Who Taught George Santos to Be Such a Self-Serving Fraud?

The surreal saga of George Santos, bizarre Republican congress critter and self-serving fraud.

People are baffled by the surreal saga of George Santos, bizarre Republican congress critter, self-serving fraud and bottomless sinkhole of lies. How could he think that he, a highly visible public figure, could get away with such blatant fabrications?

Perhaps he thought he was a corporation.

After all, these multibillion-dollar brand-name outfits routinely lie about who they really are. Crass polluters shamelessly run PR campaigns claiming to be environmentalists; price gougers pose as consumer champions; and economic downsizers glorify themselves as visionary creators. They gild their resumes for their own profit… and they get away with it. So, George might’ve thought: I’ll follow the corporate model — just make stuff up.

Like soulless tobacco executives do. For decades, they killed millions of people for profit, flat-out lying that nicotine was not addictive, that their cancer sticks were not deadly and that they did not target their ads to children in order to hook them early. But wait — today’s tobacco titans claim to be born-again public health champions! “We have an unprecedented opportunity to move beyond smoking,” said the head honcho of the Phillip Morris brand, asserting that Big Tobacco would henceforth back the public push for a “smoke-free future.”

Phillip Morris garnered widespread praise for this bold stand. But it was a deliberate lie. Even as the executive’s lips moved, the tobacco giants were spending billions on lobbyists and PR campaigns to gut state and national proposals to prevent addiction and actually lead to a smoke-free future.

Yes, we should be outraged that Santos, a flagrant political fake and self-serving fraud, has swindled his way into Congress, and he should be ousted. But what will Congress do about the far more destructive corporate deceivers who are George Santos’ role models? Their lies kill people, yet they’re still welcome in the halls of Congress.

Prevaricating for Profit

Why would anyone believe anything that a big corporation tells us?

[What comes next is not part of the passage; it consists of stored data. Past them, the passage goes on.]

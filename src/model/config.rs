use std::fmt;
use std::path::PathBuf;
use std::str::FromStr;

use serde::{Deserialize, Serialize};

/// Configuration from config.toml
#[derive(Debug, Clone, Default, PartialEq, Serialize, Deserialize)]
pub struct AppConfig {
    #[serde(default)]
    pub matching: MatchingConfig,
    #[serde(default)]
    pub autosave: AutosaveConfig,
    #[serde(default)]
    pub store: StoreConfig,
    #[serde(default)]
    pub projects: ProjectsConfig,
}

/// Fuzzy-matching policy for reconciliation.
///
/// The defaults are the values existing snapshots were matched with; they are
/// tuning constants, not derived ones.
#[derive(Debug, Clone, PartialEq, Serialize, Deserialize)]
pub struct MatchingConfig {
    /// Minimum score for a candidate to keep its old identity
    #[serde(default = "default_threshold")]
    pub threshold: f64,
    /// Score lost per position of drift
    #[serde(default = "default_position_penalty")]
    pub position_penalty: f64,
    /// Cap on the drift penalty
    #[serde(default = "default_max_position_penalty")]
    pub max_position_penalty: f64,
}

impl Default for MatchingConfig {
    fn default() -> Self {
        MatchingConfig {
            threshold: default_threshold(),
            position_penalty: default_position_penalty(),
            max_position_penalty: default_max_position_penalty(),
        }
    }
}

fn default_threshold() -> f64 {
    0.70
}

fn default_position_penalty() -> f64 {
    0.05
}

fn default_max_position_penalty() -> f64 {
    0.5
}

#[derive(Debug, Clone, PartialEq, Eq, Serialize, Deserialize)]
pub struct AutosaveConfig {
    /// Quiet period before a burst of changes is written
    #[serde(default = "default_debounce_ms")]
    pub debounce_ms: u64,
    /// Rewrite checkbox markers in the markdown file itself
    #[serde(default = "default_true")]
    pub write_markdown: bool,
}

impl Default for AutosaveConfig {
    fn default() -> Self {
        AutosaveConfig {
            debounce_ms: default_debounce_ms(),
            write_markdown: true,
        }
    }
}

fn default_debounce_ms() -> u64 {
    1000
}

fn default_true() -> bool {
    true
}

#[derive(Debug, Clone, Default, PartialEq, Eq, Serialize, Deserialize)]
pub struct StoreConfig {
    /// Where progress snapshots live (default: data dir)
    #[serde(default)]
    pub dir: Option<PathBuf>,
}

#[derive(Debug, Clone, Default, PartialEq, Eq, Serialize, Deserialize)]
pub struct ProjectsConfig {
    #[serde(default)]
    pub sort: SortKey,
    #[serde(default)]
    pub ascending: bool,
}

/// How the project list is ordered
#[derive(Debug, Clone, Copy, Default, PartialEq, Eq, Serialize, Deserialize)]
#[serde(rename_all = "kebab-case")]
pub enum SortKey {
    Name,
    Progress,
    #[default]
    LastAccessed,
}

impl SortKey {
    pub fn as_str(self) -> &'static str {
        match self {
            SortKey::Name => "name",
            SortKey::Progress => "progress",
            SortKey::LastAccessed => "last-accessed",
        }
    }
}

impl fmt::Display for SortKey {
    fn fmt(&self, f: &mut fmt::Formatter<'_>) -> fmt::Result {
        f.write_str(self.as_str())
    }
}

impl FromStr for SortKey {
    type Err = String;

    fn from_str(s: &str) -> Result<Self, Self::Err> {
        match s {
            "name" => Ok(SortKey::Name),
            "progress" => Ok(SortKey::Progress),
            "last-accessed" | "recent" => Ok(SortKey::LastAccessed),
            other => Err(format!(
                "unknown sort key '{}' (expected name, progress or last-accessed)",
                other
            )),
        }
    }
}

#[cfg(test)]
mod tests {
    use super::*;

    #[test]
    fn empty_config_uses_defaults() {
        let config: AppConfig = toml::from_str("").unwrap();
        assert_eq!(config, AppConfig::default());
        assert_eq!(config.matching.threshold, 0.70);
        assert_eq!(config.autosave.debounce_ms, 1000);
        assert!(config.autosave.write_markdown);
        assert_eq!(config.projects.sort, SortKey::LastAccessed);
    }

    #[test]
    fn partial_tables_fill_missing_fields() {
        let config: AppConfig = toml::from_str(
            r#"
[matching]
threshold = 0.8

[projects]
sort = "progress"
"#,
        )
        .unwrap();
        assert_eq!(config.matching.threshold, 0.8);
        assert_eq!(config.matching.position_penalty, 0.05);
        assert_eq!(config.matching.max_position_penalty, 0.5);
        assert_eq!(config.projects.sort, SortKey::Progress);
        assert!(!config.projects.ascending);
    }

    #[test]
    fn sort_key_parses_aliases() {
        assert_eq!("recent".parse::<SortKey>(), Ok(SortKey::LastAccessed));
        assert_eq!("name".parse::<SortKey>(), Ok(SortKey::Name));
        assert!("size".parse::<SortKey>().is_err());
    }
}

Corporate powers use lies as a core element of their business strategy. I’m not even counting the tsunami of polished, poll-tested lies they call “advertising.” Rather, I mean their secret perversions of facts to hide the deadly harms they and their products cause, all pushed by top executives and elite investors in cynical efforts to keep profiteering at the expense of customers and society at large. Pharmaceutical price gougers, Wall Street bankers, tobacco giants, gun makers and pesticide peddlers are notorious examples — but none can top the perfidy and raw greed of Big Oil.

For example, a new report reveals that Exxon Mobil’s executives not only were aware that their petro-products might soon lead to catastrophic climate change, but their own scientific analysts had proven it beyond a doubt — and told them so in 1977! Indeed, Exxon’s internal findings turn out to have been much more accurate and damning than the warnings issued by government scientists and officials.

So, did Exxon’s executive hierarchy meet the scientific and ethical challenge presented to them? No. The simply lied to everyone: Congress, the media, the people. In 1999, CEO Lee Raymond tried to BS his way past the truth, snorting that global warming projections “are based on completely unproven climate models, or more often, on sheer speculation.” Exxon’s contemptible dishonesty continues to pour out of corporate headquarters today. Asked recently if Exxon has misled the public about looming climate danger from its fossil fuel profiteering, current CEO Darren Woods proclaimed that the corporation’s previous lies were “entirely consistent” with the scientific consensus of the time.

Obviously, that’s another flagrant lie, which is entirely consistent with the corporation’s profiteering model. And don’t forget that CEOs are lavishly paid liars — Woods pockets $23 million a year to prevaricate for profit.